» DIRECTIONS FOR THIS TASK:
The answer is one number. Say how many lines in the entries below include the word "Ordering".

::::

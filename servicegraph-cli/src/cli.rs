//! CLI command definitions and handlers

use std::fmt::Write as _;
use std::fs;
use std::path::PathBuf;

use anyhow::{Context, Result};
use clap::{Parser, ValueEnum};
use servicegraph_core::{Catalog, Config, Session, Snapshot, UnknownParentPolicy};
use tracing::info;

/// One click on a service checkbox.
#[derive(Debug, Clone, PartialEq, Eq)]
pub enum Op {
    Check(String),
    Uncheck(String),
    Flip(String),
}

/// Parse `ID:on`, `ID:off` or a bare `ID` (flip).
fn parse_op(s: &str) -> Result<Op, String> {
    let op = match s.rsplit_once(':') {
        Some((id, "on")) => Op::Check(id.to_string()),
        Some((id, "off")) => Op::Uncheck(id.to_string()),
        _ => Op::Flip(s.to_string()),
    };
    match &op {
        Op::Check(id) | Op::Uncheck(id) | Op::Flip(id) if id.is_empty() => {
            Err(format!("'{}' does not name a service", s))
        }
        _ => Ok(op),
    }
}

#[derive(Debug, Clone, Copy, PartialEq, Eq, ValueEnum)]
pub enum OutputFormat {
    Text,
    Json,
}

/// Servicegraph - pick dependent services and see the critical-path total
#[derive(Parser, Debug)]
#[command(name = "servicegraph")]
#[command(
    version,
    about = "Replay service selections against a dependency catalog and print the resulting totals",
    after_help = "\
Examples:
  servicegraph catalog.json a:on b:on          Check a, then b
  servicegraph catalog.json a b a              Click a, b, then a again
  servicegraph catalog.json --restore a,c c:off --format json"
)]
pub struct Cli {
    /// Catalog JSON file (list of entries or object keyed by id)
    pub catalog: PathBuf,

    /// Clicks to apply in order: ID:on, ID:off, or ID to flip
    #[arg(value_parser = parse_op)]
    pub ops: Vec<Op>,

    /// Previously selected ids, re-applied before the clicks
    #[arg(long, value_delimiter = ',')]
    pub restore: Vec<String>,

    /// Output format
    #[arg(long, value_enum, default_value = "text")]
    pub format: OutputFormat,

    /// Engine config JSON file
    #[arg(long)]
    pub config: Option<PathBuf>,

    /// Drop dependencies on services missing from the catalog
    #[arg(long)]
    pub ignore_unknown_parents: bool,

    /// Log level (error, warn, info, debug, trace)
    #[arg(long, default_value = "warn", value_parser = ["error", "warn", "info", "debug", "trace"])]
    pub log_level: String,
}

fn load_config(cli: &Cli) -> Result<Config> {
    let mut config = match &cli.config {
        Some(path) => {
            let json = fs::read_to_string(path)
                .with_context(|| format!("reading config {}", path.display()))?;
            Config::from_json(&json).with_context(|| format!("parsing config {}", path.display()))?
        }
        None => Config::default(),
    };
    if cli.ignore_unknown_parents {
        config = config.with_unknown_parents(UnknownParentPolicy::Ignore);
    }
    Ok(config)
}

pub fn run(cli: Cli) -> Result<()> {
    let config = load_config(&cli)?;

    let json = fs::read_to_string(&cli.catalog)
        .with_context(|| format!("reading catalog {}", cli.catalog.display()))?;
    let catalog = Catalog::from_json(&json)
        .with_context(|| format!("parsing catalog {}", cli.catalog.display()))?;
    let mut session = Session::from_catalog(&catalog, &config)
        .with_context(|| format!("building graph from {}", cli.catalog.display()))?;
    info!(services = catalog.len(), "catalog loaded");

    if !cli.restore.is_empty() {
        session.restore(&cli.restore).context("restoring selection")?;
    }

    for op in &cli.ops {
        let applied = match op {
            Op::Check(id) => session.toggle(id, true),
            Op::Uncheck(id) => session.toggle(id, false),
            Op::Flip(id) => session.flip(id),
        };
        applied.with_context(|| format!("applying {:?}", op))?;
    }

    let snapshot = session.snapshot();
    match cli.format {
        OutputFormat::Json => println!("{}", serde_json::to_string_pretty(&snapshot)?),
        OutputFormat::Text => print!("{}", render_text(&session, &snapshot)),
    }
    Ok(())
}

fn render_text(session: &Session, snapshot: &Snapshot) -> String {
    let width = snapshot
        .nodes
        .iter()
        .map(|node| node.id.as_str().len())
        .max()
        .unwrap_or(0);

    let mut out = String::new();
    for view in &snapshot.nodes {
        let mark = if view.checked { "[x]" } else { "[ ]" };
        let disabled = if view.enabled { "" } else { "disabled" };
        let duration = session
            .graph()
            .get(view.id.as_str())
            .map(|node| node.duration().to_string())
            .unwrap_or_default();
        let _ = writeln!(out, "{mark} {:<width$}  {:<8}  {duration}", view.id.as_str(), disabled);
    }

    let _ = writeln!(
        out,
        "total: {} days, {} work days",
        snapshot.total.primary, snapshot.total.secondary
    );
    if !snapshot.critical_path.is_empty() {
        let chain: Vec<&str> = snapshot.critical_path.iter().map(|id| id.as_str()).collect();
        let _ = writeln!(out, "critical path: {}", chain.join(" -> "));
    }
    out
}
//! Critical-Path Totals
//!
//! Given the current selection, find the longest chain of checked services
//! and report its duration.
//!
//! # Algorithm
//!
//! For every node we compute a *path total*:
//!
//! 1. An unchecked node contributes nothing and ends the chain: `{0, 0}`.
//! 2. A checked leaf contributes its own duration.
//! 3. A checked node with children contributes its own duration plus the
//!    path total of its heaviest child. Children are alternative
//!    continuations, not parallel work, so they are never summed.
//!
//! "Heaviest" compares `primary + secondary`, then prefers a checked node
//! over an unchecked one so a zero-duration service still joins the chain.
//! Remaining ties go to the first child in catalog order. The overall total
//! is the heaviest root path total.
//!
//! Path totals are filled in over the reverse topological order, so every
//! child is resolved before its parents and no recursion is needed. Nothing
//! is cached between calls; the selection changes on every toggle anyway.

use std::collections::HashMap;

use crate::graph::{Node, NodeId, ServiceDuration, ServiceGraph};

/// Best chain starting at a node.
#[derive(Debug, Clone, Copy)]
struct PathStep<'a> {
    total: ServiceDuration,
    /// Next node on the chain, if the chain continues past this node.
    next: Option<&'a NodeId>,
}

const END: PathStep<'static> = PathStep {
    total: ServiceDuration::ZERO,
    next: None,
};

/// ServiceDuration of the heaviest chain of checked services starting at a root.
///
/// Returns `{0, 0}` when nothing is checked. Never mutates the graph, so
/// repeated calls without an intervening toggle return the same value.
pub fn compute_max_total(graph: &ServiceGraph) -> ServiceDuration {
    let steps = path_steps(graph);
    best_root(graph, &steps).map_or(ServiceDuration::ZERO, |(_, step)| step.total)
}

/// Ids of the heaviest chain of checked services, root first.
///
/// This is the chain whose duration [`compute_max_total`] reports. Empty
/// when nothing is checked.
pub fn critical_path(graph: &ServiceGraph) -> Vec<NodeId> {
    let steps = path_steps(graph);
    let mut path = Vec::new();

    let Some((root, _)) = best_root(graph, &steps) else {
        return path;
    };
    if !graph.get(root.as_str()).is_some_and(|node| node.is_checked()) {
        return path;
    }

    let mut current = Some(root);
    while let Some(id) = current {
        // A cycle would revisit a node; stop there instead of looping.
        if path.contains(id) {
            break;
        }
        path.push(id.clone());
        current = steps.get(id).and_then(|step| step.next);
    }
    path
}

fn path_steps(graph: &ServiceGraph) -> HashMap<&NodeId, PathStep<'_>> {
    let order = graph.topological_order();
    let mut steps: HashMap<&NodeId, PathStep<'_>> = HashMap::with_capacity(order.len());

    for id in order.iter().rev() {
        let Some(node) = graph.get(id.as_str()) else {
            continue;
        };
        if !node.is_checked() {
            steps.insert(node.id(), END);
            continue;
        }

        let mut best: Option<(&NodeId, ServiceDuration, bool)> = None;
        for child in node.children() {
            let total = steps.get(child).map_or(ServiceDuration::ZERO, |step| step.total);
            let checked = graph.get(child.as_str()).is_some_and(Node::is_checked);
            if best.map_or(true, |(_, current, current_checked)| {
                outranks(total, checked, current, current_checked)
            }) {
                best = Some((child, total, checked));
            }
        }

        let step = match best {
            Some((child, total, _)) => PathStep {
                total: node.duration() + total,
                next: graph
                    .get(child.as_str())
                    .filter(|child| child.is_checked())
                    .map(|child| child.id()),
            },
            None => PathStep {
                total: node.duration(),
                next: None,
            },
        };
        steps.insert(node.id(), step);
    }

    steps
}

fn best_root<'a>(
    graph: &'a ServiceGraph,
    steps: &HashMap<&NodeId, PathStep<'a>>,
) -> Option<(&'a NodeId, PathStep<'a>)> {
    let mut best: Option<(&'a Node, PathStep<'a>)> = None;
    for root in graph.roots() {
        let step = steps.get(root.id()).copied().unwrap_or(END);
        if best.map_or(true, |(current, current_step)| {
            outranks(step.total, root.is_checked(), current_step.total, current.is_checked())
        }) {
            best = Some((root, step));
        }
    }
    best.map(|(root, step)| (root.id(), step))
}

/// Heavier wins; at equal weight a checked node beats an unchecked one.
/// Anything else keeps the earlier candidate.
fn outranks(
    total: ServiceDuration,
    checked: bool,
    current: ServiceDuration,
    current_checked: bool,
) -> bool {
    (total.weight(), checked) > (current.weight(), current_checked)
}
pub mod auth;
pub mod validation;
use chrono::Utc;
use std::sync::atomic::{AtomicU64, Ordering};

/// Produces the disambiguating part of a stored upload's name.
///
/// The final name is `<field>-<disambiguator><.ext>`; swapping the strategy changes
/// collision behaviour without touching callers.
pub trait NamingStrategy: Send + Sync {
    fn disambiguator(&self) -> String;

    fn file_name(&self, field_name: &str, extension: &str) -> String {
        format!("{}-{}{}", field_name, self.disambiguator(), extension)
    }
}

/// Unix milliseconds. Two uploads of the same field within one millisecond collide;
/// the create-new open in storage turns that into a `Conflict` instead of an overwrite.
#[derive(Debug, Default, Clone, Copy)]
pub struct TimestampNaming;

impl NamingStrategy for TimestampNaming {
    fn disambiguator(&self) -> String {
        Utc::now().timestamp_millis().to_string()
    }
}

/// Unix milliseconds plus a process-wide monotonic counter.
#[derive(Debug, Default)]
pub struct CounterNaming {
    next: AtomicU64,
}

impl CounterNaming {
    pub fn new() -> Self {
        Self::default()
    }
}

impl NamingStrategy for CounterNaming {
    fn disambiguator(&self) -> String {
        let n = self.next.fetch_add(1, Ordering::Relaxed);
        format!("{}-{}", Utc::now().timestamp_millis(), n)
    }
}
use crate::models::ProgressEvent;
use futures::Stream;
use thiserror::Error;
use tokio::sync::broadcast::{self, error::RecvError};

#[derive(Debug, Error, PartialEq, Eq)]
pub enum NotifyError {
    #[error("observer fell behind and skipped {0} events")]
    Lagged(u64),

    #[error("notification channel closed")]
    Closed,
}

/// Fans progress events out to every connected observer.
///
/// Delivery is at-most-once: an observer only sees events published while it is
/// subscribed, and a slow observer skips what overflowed its buffer.
#[derive(Debug, Clone)]
pub struct ProgressHub {
    tx: broadcast::Sender<ProgressEvent>,
}

impl ProgressHub {
    pub fn new(capacity: usize) -> Self {
        let (tx, _) = broadcast::channel(capacity.max(1));
        Self { tx }
    }

    /// Publishes to current observers and returns how many were reached.
    pub fn publish(&self, event: ProgressEvent) -> usize {
        // An error here only means nobody is listening.
        self.tx.send(event).unwrap_or(0)
    }

    /// Registers a new observer. Dropping it deregisters.
    pub fn subscribe(&self) -> Observer {
        tracing::debug!("Observer connected ({} total)", self.observer_count() + 1);
        Observer {
            rx: self.tx.subscribe(),
        }
    }

    pub fn observer_count(&self) -> usize {
        self.tx.receiver_count()
    }
}

pub struct Observer {
    rx: broadcast::Receiver<ProgressEvent>,
}

impl Observer {
    pub async fn recv(&mut self) -> Result<ProgressEvent, NotifyError> {
        self.rx.recv().await.map_err(|e| match e {
            RecvError::Lagged(n) => NotifyError::Lagged(n),
            RecvError::Closed => NotifyError::Closed,
        })
    }

    /// Turns the observer into an endless event stream, skipping over lag.
    pub fn into_stream(mut self) -> impl Stream<Item = ProgressEvent> {
        async_stream::stream! {
            loop {
                match self.recv().await {
                    Ok(event) => yield event,
                    Err(NotifyError::Lagged(n)) => {
                        tracing::warn!("Progress observer lagged, skipped {} events", n);
                    }
                    Err(NotifyError::Closed) => break,
                }
            }
        }
    }
}

#[cfg(test)]
mod tests {
    use super::*;
    use futures::StreamExt;

    #[tokio::test]
    async fn test_publish_without_observers_is_not_an_error() {
        let hub = ProgressHub::new(8);
        assert_eq!(hub.publish(ProgressEvent::new(10)), 0);
    }

    #[tokio::test]
    async fn test_fan_out_preserves_order() {
        let hub = ProgressHub::new(8);
        let mut first = hub.subscribe();
        let mut second = hub.subscribe();

        for pct in [10, 60, 100] {
            assert_eq!(hub.publish(ProgressEvent::new(pct)), 2);
        }

        for observer in [&mut first, &mut second] {
            for pct in [10, 60, 100] {
                assert_eq!(observer.recv().await.unwrap().progress, pct);
            }
        }
    }

    #[tokio::test]
    async fn test_late_observer_misses_earlier_events() {
        let hub = ProgressHub::new(8);
        hub.publish(ProgressEvent::new(30));

        let mut late = hub.subscribe();
        hub.publish(ProgressEvent::new(70));
        assert_eq!(late.recv().await.unwrap().progress, 70);
    }

    #[tokio::test]
    async fn test_disconnect_deregisters() {
        let hub = ProgressHub::new(8);
        let a = hub.subscribe();
        let b = hub.subscribe();
        assert_eq!(hub.observer_count(), 2);

        drop(a);
        assert_eq!(hub.observer_count(), 1);
        drop(b);
        assert_eq!(hub.observer_count(), 0);
    }

    #[tokio::test]
    async fn test_lagging_observer_skips_ahead() {
        let hub = ProgressHub::new(2);
        let observer = hub.subscribe();
        for pct in [10, 20, 30, 40, 50] {
            hub.publish(ProgressEvent::new(pct));
        }

        let events: Vec<u8> = observer
            .into_stream()
            .take(2)
            .map(|e| e.progress)
            .collect()
            .await;
        assert_eq!(events, vec![40, 50]);
    }

    #[tokio::test]
    async fn test_stream_ends_when_hub_dropped() {
        let hub = ProgressHub::new(4);
        let observer = hub.subscribe();
        hub.publish(ProgressEvent::new(5));
        drop(hub);

        let events: Vec<ProgressEvent> = observer.into_stream().collect().await;
        assert_eq!(events, vec![ProgressEvent::new(5)]);
    }
}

::::

» EXERCISE RESULT:
2